The hubs and I met and from that night on were inseparable. We have been together a very long time ... that said we've had many highs and many lows (terrible, terrible lows). I have girlfriends that ask me why I stuck around (during the lows). I don't have an answer. All I know is that I did and I am happy now. I also know that there are moments when I look at the hubs or spend time with him and get those "feelings" that I had when we first met/started dating. I love the guy.
I worked with DH when we first met, and crushed on him from the very first day I walked in. I thought there was no way we'd ever be together- I was brand new to the city and he seemed to know everyone!
A few nights into work I locked my wallet, keys and phone into the locker and forgot the combo (duh!). I was freaking out, I didn't know anyone, had no keys, cash or phone. Nobody could get into the locker until DH showed up with a pair of bolt cutters and removed the lock for me. After that I worked up the courage to ask him out and we've been pretty much inseparable ever since. He's my knight in shining armor!
We net online and on our first date we met at the Greens for brunch. I was having a nice time talking to him and then he said "people are waiting for the table, maybe we should head out" or something. I felt bad, like he was not interested and wanted to leave. As we were headed out, indeed people were lined up for tables.
When we walked out we saw a sign for an art show across the way and he said "let's check out the art show", and I had an aha moment, "hey, he really is that considerate! How unusual". So it was a long date actually we walked around the whole marina. and had a great time.
Our next date was also great, we saw 12th night in Russian (with supertitles) which was a little crazy but cool. The third date we went to see Happy Feet, he invited me back to his place for dessert.

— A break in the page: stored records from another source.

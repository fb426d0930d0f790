// [libs/core/miner-proto/src/telemetry.rs]
/*!
 * =================================================================
 * APARATO: NORMALIZED TELEMETRY RECORD (V1.0)
 * CLASIFICACIÓN: CORE LAYER (ESTRATO L1)
 * RESPONSABILIDAD: FRONTERA DE NORMALIZACIÓN ENTRE FIRMWARE Y DOMINIO
 *
 * Ninguna capa aguas abajo debe inspeccionar el JSON crudo del
 * fabricante: todo pasa por este struct fijo (REDESIGN FLAG §9,
 * "dynamic, duck-typed telemetry payloads").
 * =================================================================
 */

use chrono::{DateTime, Utc};
use serde::{Deserialize, Serialize};

#[derive(Debug, Clone, Serialize, Deserialize, PartialEq)]
pub enum MinerOnlineStatus {
    Online,
    Offline,
    Error,
}

impl MinerOnlineStatus {
    pub fn as_str(&self) -> &'static str {
        match self {
            MinerOnlineStatus::Online => "online",
            MinerOnlineStatus::Offline => "offline",
            MinerOnlineStatus::Error => "error",
        }
    }
}

/// Telemetría normalizada de un único miner, producida por
/// [`crate::client::get_normalized_telemetry`]. Unidades fijas: GH/s, Celsius, RPM.
#[derive(Debug, Clone, Serialize, Deserialize)]
pub struct TelemetryRecord {
    pub hashrate_5s_ghs: f64,
    pub hashrate_avg_ghs: f64,
    pub uptime_seconds: u64,
    pub accepted_shares: u64,
    pub rejected_shares: u64,
    pub temp_avg_c: f64,
    pub temp_max_c: f64,
    pub fan_speeds_rpm: Vec<i64>,
    pub pool_url: String,
    pub worker: String,
    pub status: MinerOnlineStatus,
    pub as_of: DateTime<Utc>,
    pub latency_ms: f64,
    pub error: Option<String>,
}

impl Default for TelemetryRecord {
    fn default() -> Self {
        Self {
            hashrate_5s_ghs: 0.0,
            hashrate_avg_ghs: 0.0,
            uptime_seconds: 0,
            accepted_shares: 0,
            rejected_shares: 0,
            temp_avg_c: 0.0,
            temp_max_c: 0.0,
            fan_speeds_rpm: Vec::new(),
            pool_url: String::new(),
            worker: String::new(),
            status: MinerOnlineStatus::Offline,
            as_of: Utc::now(),
            latency_ms: 0.0,
            error: None,
        }
    }
}

/// Resultado compacto para sondas rápidas (CLI / scanner), ver spec §6 exit codes.
#[derive(Debug, Clone, Serialize, Deserialize)]
pub struct QuickProbeResult {
    pub result: String, // "OK" | "FAIL"
    pub host: String,
    pub port: u16,
    pub latency_ms: f64,
    pub hashrate_ghs: f64,
    pub temp_max_c: f64,
    pub status: String,
    pub as_of: DateTime<Utc>,
    pub error: Option<String>,
}

/// Interroga `summary`/`stats`/`pools` y colapsa el resultado en un
/// [`TelemetryRecord`] fijo. Ningún fallo parcial (stats o pools
/// inalcanzables) invalida el resto: sólo `summary` es obligatorio.
pub async fn get_normalized_telemetry(client: &mut crate::client::MinerProtoClient) -> TelemetryRecord {
    let mut record = TelemetryRecord::default();

    let summary = match client.send_command("summary", "").await {
        Ok(value) => value,
        Err(err) => {
            record.status = MinerOnlineStatus::Error;
            record.error = Some(err.to_string());
            return record;
        }
    };

    record.latency_ms = client.last_latency_ms();

    if let Some(entry) = summary.get("SUMMARY").and_then(|s| s.get(0)) {
        record.hashrate_5s_ghs = ghs_or_mhs(entry, "GHS 5s", "MHS 5s");
        record.hashrate_avg_ghs = ghs_or_mhs(entry, "GHS av", "MHS av");
        record.uptime_seconds = entry.get("Elapsed").and_then(|v| v.as_u64()).unwrap_or(0);
        record.accepted_shares = entry.get("Accepted").and_then(|v| v.as_u64()).unwrap_or(0);
        record.rejected_shares = entry.get("Rejected").and_then(|v| v.as_u64()).unwrap_or(0);
        record.status = MinerOnlineStatus::Online;
    }

    if let Ok(stats) = client.send_command("stats", "").await {
        if let Some(entries) = stats.get("STATS").and_then(|v| v.as_array()) {
            let mut temps = Vec::new();
            let mut fans = Vec::new();
            for entry in entries {
                if let Some(obj) = entry.as_object() {
                    for (key, value) in obj {
                        let key_lower = key.to_lowercase();
                        let Some(number) = value.as_f64() else { continue };
                        if key_lower.contains("temp") && number > 0.0 {
                            temps.push(number);
                        }
                        if key_lower.contains("fan") && number > 0.0 {
                            fans.push(number as i64);
                        }
                    }
                }
            }
            if !temps.is_empty() {
                record.temp_avg_c = temps.iter().sum::<f64>() / temps.len() as f64;
                record.temp_max_c = temps.iter().cloned().fold(f64::MIN, f64::max);
            }
            if !fans.is_empty() {
                record.fan_speeds_rpm = fans;
            }
        }
    }

    if let Ok(pools) = client.send_command("pools", "").await {
        if let Some(entries) = pools.get("POOLS").and_then(|v| v.as_array()) {
            let active = entries
                .iter()
                .find(|p| {
                    p.get("Status").and_then(|v| v.as_str()) == Some("Alive")
                        && p.get("Stratum Active").and_then(|v| v.as_bool()).unwrap_or(false)
                })
                .or_else(|| entries.first());
            if let Some(pool) = active {
                record.pool_url = pool.get("URL").and_then(|v| v.as_str()).unwrap_or("").to_string();
                record.worker = pool.get("User").and_then(|v| v.as_str()).unwrap_or("").to_string();
            }
        }
    }

    record.as_of = client.last_response_time().unwrap_or(record.as_of);
    record
}

fn ghs_or_mhs(entry: &serde_json::Value, ghs_key: &str, mhs_key: &str) -> f64 {
    if let Some(ghs) = entry.get(ghs_key).and_then(|v| v.as_f64()) {
        return ghs;
    }
    entry.get(mhs_key).and_then(|v| v.as_f64()).unwrap_or(0.0) / 1000.0
}

/// Sondeo mínimo de un host:port. Usado por el escáner (C3) y el CLI
/// probe: abre una conexión, pide `version`, y cierra — sin reintentos
/// largos, pensado para barridos masivos.
pub async fn quick_probe(host: &str, port: u16, timeout_secs: u64) -> QuickProbeResult {
    let as_of = Utc::now();
    let client = crate::client::MinerProtoClient::with_options(host, port, timeout_secs, 1, false);

    let mut client = match client {
        Ok(c) => c,
        Err(err) => {
            return QuickProbeResult {
                result: "FAIL".into(),
                host: host.to_string(),
                port,
                latency_ms: 0.0,
                hashrate_ghs: 0.0,
                temp_max_c: 0.0,
                status: "error".into(),
                as_of,
                error: Some(err.to_string()),
            };
        }
    };

    match client.send_command("version", "").await {
        Ok(_) => {
            let telemetry = get_normalized_telemetry(&mut client).await;
            QuickProbeResult {
                result: "OK".into(),
                host: host.to_string(),
                port,
                latency_ms: client.last_latency_ms(),
                hashrate_ghs: telemetry.hashrate_5s_ghs,
                temp_max_c: telemetry.temp_max_c,
                status: telemetry.status.as_str().to_string(),
                as_of: telemetry.as_of,
                error: None,
            }
        }
        Err(err) => QuickProbeResult {
            result: "FAIL".into(),
            host: host.to_string(),
            port,
            latency_ms: client.last_latency_ms(),
            hashrate_ghs: 0.0,
            temp_max_c: 0.0,
            status: "offline".into(),
            as_of,
            error: Some(err.to_string()),
        },
    }
}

Things got to that point and I said "I don't want to go there if you are dating anyone else" and he was surprised I wanted to be exclusively dating him but that he was with me. By that time, I was saying to my girlfriends that "this is the one I've been waiting for". I don't know what it was exactly, he was kind, considerate, cute, smart, sexy, funny, and we liked to do things together, and yeah, I just knew.
I've been thinking about this today and trying to remember if there was a one moment that I just knew, and I can't pinpoint any. However, our meeting was quite serendipitous so I always felt something was meant to be with him from that point. Then after our second date, we spent a while just hugging and staring at each other, and he was kind of transfixed looking into my eyes, like he was seeing something miraculous he'd never experienced before. He said some beautiful things about being able to see eternity, how our souls were connecting. It was pretty amazing, yet the crazy thing is he doesn't remember it now! Sounds like it was drug induced or something, but no... whatever it was, it definitely sealed us as a couple.